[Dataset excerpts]
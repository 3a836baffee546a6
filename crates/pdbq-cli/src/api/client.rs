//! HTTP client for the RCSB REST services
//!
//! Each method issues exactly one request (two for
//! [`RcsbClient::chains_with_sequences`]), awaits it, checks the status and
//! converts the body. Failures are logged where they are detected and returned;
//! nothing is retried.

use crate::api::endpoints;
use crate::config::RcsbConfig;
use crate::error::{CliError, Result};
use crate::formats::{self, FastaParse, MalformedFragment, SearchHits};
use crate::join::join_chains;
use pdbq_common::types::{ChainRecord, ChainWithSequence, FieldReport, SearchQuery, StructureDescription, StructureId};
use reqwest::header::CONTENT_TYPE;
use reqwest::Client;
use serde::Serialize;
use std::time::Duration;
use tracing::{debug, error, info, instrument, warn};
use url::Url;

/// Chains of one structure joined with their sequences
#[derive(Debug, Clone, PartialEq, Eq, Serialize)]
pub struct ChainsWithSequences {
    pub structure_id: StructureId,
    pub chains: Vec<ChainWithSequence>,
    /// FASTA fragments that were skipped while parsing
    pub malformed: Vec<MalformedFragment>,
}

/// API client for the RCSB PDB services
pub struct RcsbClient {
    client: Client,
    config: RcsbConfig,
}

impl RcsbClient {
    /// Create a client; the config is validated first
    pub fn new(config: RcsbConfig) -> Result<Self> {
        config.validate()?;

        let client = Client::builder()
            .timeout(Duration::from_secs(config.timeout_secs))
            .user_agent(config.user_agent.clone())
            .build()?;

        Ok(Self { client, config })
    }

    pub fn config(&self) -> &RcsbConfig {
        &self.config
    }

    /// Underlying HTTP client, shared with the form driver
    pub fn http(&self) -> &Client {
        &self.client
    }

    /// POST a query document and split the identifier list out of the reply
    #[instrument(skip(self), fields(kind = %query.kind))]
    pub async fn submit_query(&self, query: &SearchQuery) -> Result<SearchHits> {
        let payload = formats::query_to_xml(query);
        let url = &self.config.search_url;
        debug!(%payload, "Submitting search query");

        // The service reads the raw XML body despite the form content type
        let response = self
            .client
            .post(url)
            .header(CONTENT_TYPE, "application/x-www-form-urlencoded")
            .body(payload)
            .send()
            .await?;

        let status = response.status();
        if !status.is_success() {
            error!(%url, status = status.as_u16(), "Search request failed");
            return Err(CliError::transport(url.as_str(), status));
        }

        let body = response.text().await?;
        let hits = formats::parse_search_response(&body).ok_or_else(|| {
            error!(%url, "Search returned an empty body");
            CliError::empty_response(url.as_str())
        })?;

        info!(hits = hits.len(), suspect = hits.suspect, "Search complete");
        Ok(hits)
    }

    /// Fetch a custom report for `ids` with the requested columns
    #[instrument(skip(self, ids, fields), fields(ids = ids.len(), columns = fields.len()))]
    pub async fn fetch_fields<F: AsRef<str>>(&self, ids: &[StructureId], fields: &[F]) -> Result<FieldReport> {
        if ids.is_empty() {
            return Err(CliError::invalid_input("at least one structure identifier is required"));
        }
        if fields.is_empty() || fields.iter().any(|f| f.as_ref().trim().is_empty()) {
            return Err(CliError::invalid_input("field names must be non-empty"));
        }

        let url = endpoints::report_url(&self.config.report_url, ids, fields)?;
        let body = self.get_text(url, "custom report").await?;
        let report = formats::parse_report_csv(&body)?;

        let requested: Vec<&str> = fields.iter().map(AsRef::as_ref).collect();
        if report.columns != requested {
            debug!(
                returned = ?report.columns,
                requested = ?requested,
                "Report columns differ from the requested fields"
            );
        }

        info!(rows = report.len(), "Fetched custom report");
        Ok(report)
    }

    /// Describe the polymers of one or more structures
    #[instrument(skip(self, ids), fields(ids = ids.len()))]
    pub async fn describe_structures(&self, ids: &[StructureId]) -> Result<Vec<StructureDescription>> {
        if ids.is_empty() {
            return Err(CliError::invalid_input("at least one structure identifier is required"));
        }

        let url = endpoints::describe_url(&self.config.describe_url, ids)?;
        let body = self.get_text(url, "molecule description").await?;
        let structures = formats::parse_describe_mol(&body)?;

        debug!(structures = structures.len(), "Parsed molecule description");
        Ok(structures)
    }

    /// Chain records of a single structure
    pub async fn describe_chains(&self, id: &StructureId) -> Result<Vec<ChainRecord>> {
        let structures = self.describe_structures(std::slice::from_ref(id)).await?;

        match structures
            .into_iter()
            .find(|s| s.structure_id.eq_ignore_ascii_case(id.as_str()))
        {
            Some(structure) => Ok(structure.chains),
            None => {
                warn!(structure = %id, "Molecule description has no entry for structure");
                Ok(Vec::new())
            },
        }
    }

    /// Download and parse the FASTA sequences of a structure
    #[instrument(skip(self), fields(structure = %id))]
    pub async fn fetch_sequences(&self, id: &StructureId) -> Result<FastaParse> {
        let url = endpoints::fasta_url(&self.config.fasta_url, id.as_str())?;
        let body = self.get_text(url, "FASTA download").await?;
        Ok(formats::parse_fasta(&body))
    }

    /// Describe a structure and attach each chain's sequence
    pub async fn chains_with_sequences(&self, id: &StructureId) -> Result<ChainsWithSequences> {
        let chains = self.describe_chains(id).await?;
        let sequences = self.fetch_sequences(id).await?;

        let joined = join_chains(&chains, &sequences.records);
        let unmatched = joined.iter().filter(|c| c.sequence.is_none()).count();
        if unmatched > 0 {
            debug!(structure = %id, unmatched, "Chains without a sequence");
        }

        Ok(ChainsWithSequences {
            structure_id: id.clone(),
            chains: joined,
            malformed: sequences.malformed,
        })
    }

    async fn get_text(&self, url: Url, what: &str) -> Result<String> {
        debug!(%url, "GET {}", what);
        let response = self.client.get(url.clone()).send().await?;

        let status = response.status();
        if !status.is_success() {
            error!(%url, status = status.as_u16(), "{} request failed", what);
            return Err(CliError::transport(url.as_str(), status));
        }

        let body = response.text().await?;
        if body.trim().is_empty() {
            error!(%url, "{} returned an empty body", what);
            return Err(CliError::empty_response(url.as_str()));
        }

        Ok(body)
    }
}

• **What you should do**
A word-for-word copy of the data is what should be returned.

• **Your response**
repository 3a836baffee546a6
filename crates/pdbq-cli/src/api/client.rs
//! HTTP client for the RCSB REST services
//!
//! Each method issues exactly one request (two for
//! [`RcsbClient::chains_with_sequences`]), awaits it, checks the status and
//! converts the body. Failures are logged where they are detected and returned;
//! nothing is retried.

use crate::api::endpoints;
use crate::config::RcsbConfig;
use crate::error::{CliError, Result};
use crate::formats::{self, FastaParse, MalformedFragment, SearchHits};
use crate::join::join_chains;
use pdbq_common::types::{ChainRecord, ChainWithSequence, FieldReport, SearchQuery, StructureDescription, StructureId};
use reqwest::header::CONTENT_TYPE;
use reqwest::Client;
use serde::Serialize;
use std::time::Duration;
use tracing::{debug, error, info, instrument, warn};
use url::Url;

/// Chains of one structure joined with their sequences
#[derive(Debug, Clone, PartialEq, Eq, Serialize)]
pub struct ChainsWithSequences {
    pub structure_id: StructureId,
    pub chains: Vec<ChainWithSequence>,
    /// FASTA fragments that were skipped while parsing
    pub malformed: Vec<MalformedFragment>,
}

/// API client for the RCSB PDB services
pub struct RcsbClient {
    client: Client,
    config: RcsbConfig,
}

impl RcsbClient {
    /// Create a client; the config is validated first
    pub fn new(config: RcsbConfig) -> Result<Self> {
        config.validate()?;

        let client = Client::builder()
            .timeout(Duration::from_secs(config.timeout_secs))
            .user_agent(config.user_agent.clone())
            .build()?;

        Ok(Self { client, config })
    }

    pub fn config(&self) -> &RcsbConfig {
        &self.config
    }

    /// Underlying HTTP client, shared with the form driver
    pub fn http(&self) -> &Client {
        &self.client
    }

    /// POST a query document and split the identifier list out of the reply
    #[instrument(skip(self), fields(kind = %query.kind))]
    pub async fn submit_query(&self, query: &SearchQuery) -> Result<SearchHits> {
        let payload = formats::query_to_xml(query);
        let url = &self.config.search_url;
        debug!(%payload, "Submitting search query");

        // The service reads the raw XML body despite the form content type
        let response = self
            .client
            .post(url)
            .header(CONTENT_TYPE, "application/x-www-form-urlencoded")
            .body(payload)
            .send()
            .await?;

        let status = response.status();
        if !status.is_success() {
            error!(%url, status = status.as_u16(), "Search request failed");
            return Err(CliError::transport(url.as_str(), status));
        }

        let body = response.text().await?;
        let hits = formats::parse_search_response(&body).ok_or_else(|| {
            error!(%url, "Search returned an empty body");
            CliError::empty_response(url.as_str())
        })?;

        info!(hits = hits.len(), suspect = hits.suspect, "Search complete");
        Ok(hits)
    }

    /// Fetch a custom report for `ids` with the requested columns
    #[instrument(skip(self, ids, fields), fields(ids = ids.len(), columns = fields.len()))]
    pub async fn fetch_fields<F: AsRef<str>>(&self, ids: &[StructureId], fields: &[F]) -> Result<FieldReport> {
        if ids.is_empty() {
            return Err(CliError::invalid_input("at least one structure identifier is required"));
        }
        if fields.is_empty() || fields.iter().any(|f| f.as_ref().trim().is_empty()) {
            return Err(CliError::invalid_input("field names must be non-empty"));
        }

        let url = endpoints::report_url(&self.config.report_url, ids, fields)?;
        let body = self.get_text(url, "custom report").await?;
        let report = formats::parse_report_csv(&body)?;

        let requested: Vec<&str> = fields.iter().map(AsRef::as_ref).collect();
        if report.columns != requested {
            debug!(
                returned = ?report.columns,
                requested = ?requested,
                "Report columns differ from the requested fields"
            );
        }

        info!(rows = report.len(), "Fetched custom report");
        Ok(report)
    }

    /// Describe the polymers of one or more structures
    #[instrument(skip(self, ids), fields(ids = ids.len()))]
    pub async fn describe_structures(&self, ids: &[StructureId]) -> Result<Vec<StructureDescription>> {
        if ids.is_empty() {
            return Err(CliError::invalid_input("at least one structure identifier is required"));
        }

        let url = endpoints::describe_url(&self.config.describe_url, ids)?;
        let body = self.get_text(url, "molecule description").await?;
        let structures = formats::parse_describe_mol(&body)?;

        debug!(structures = structures.len(), "Parsed molecule description");
        Ok(structures)
    }

    /// Chain records of a single structure
    pub async fn describe_chains(&self, id: &StructureId) -> Result<Vec<ChainRecord>> {
        let structures = self.describe_structures(std::slice::from_ref(id)).await?;

        match structures
            .into_iter()
            .find(|s| s.structure_id.eq_ignore_ascii_case(id.as_str()))
        {
            Some(structure) => Ok(structure.chains),
            None => {
                warn!(structure = %id, "Molecule description has no entry for structure");
                Ok(Vec::new())
            },
        }
    }

    /// Download and parse the FASTA sequences of a structure
    #[instrument(skip(self), fields(structure = %id))]
    pub async fn fetch_sequences(&self, id: &StructureId) -> Result<FastaParse> {
        let url = endpoints::fasta_url(&self.config.fasta_url, id.as_str())?;
        let body = self.get_text(url, "FASTA download").await?;
        Ok(formats::parse_fasta(&body))
    }

    /// Describe a structure and attach each chain's sequence
    pub async fn chains_with_sequences(&self, id: &StructureId) -> Result<ChainsWithSequences> {
        let chains = self.describe_chains(id).await?;
        let sequences = self.fetch_sequences(id).await?;

        let joined = join_chains(&chains, &sequences.records);
        let unmatched = joined.iter().filter(|c| c.sequence.is_none()).count();
        if unmatched > 0 {
            debug!(structure = %id, unmatched, "Chains without a sequence");
        }

        Ok(ChainsWithSequences {
            structure_id: id.clone(),
            chains: joined,
            malformed: sequences.malformed,
        })
    }

    async fn get_text(&self, url: Url, what: &str) -> Result<String> {
        debug!(%url, "GET {}", what);
        let response = self.client.get(url.clone()).send().await?;

        let status = response.status();
        if !status.is_success() {
            error!(%url, status = status.as_u16(), "{} request failed", what);
            return Err(CliError::transport(url.as_str(), status));
        }

        let body = response.text().await?;
        if body.trim().is_empty() {
            error!(%url, "{} returned an empty body", what);
            return Err(CliError::empty_response(url.as_str()));
        }

        Ok(body)
    }
}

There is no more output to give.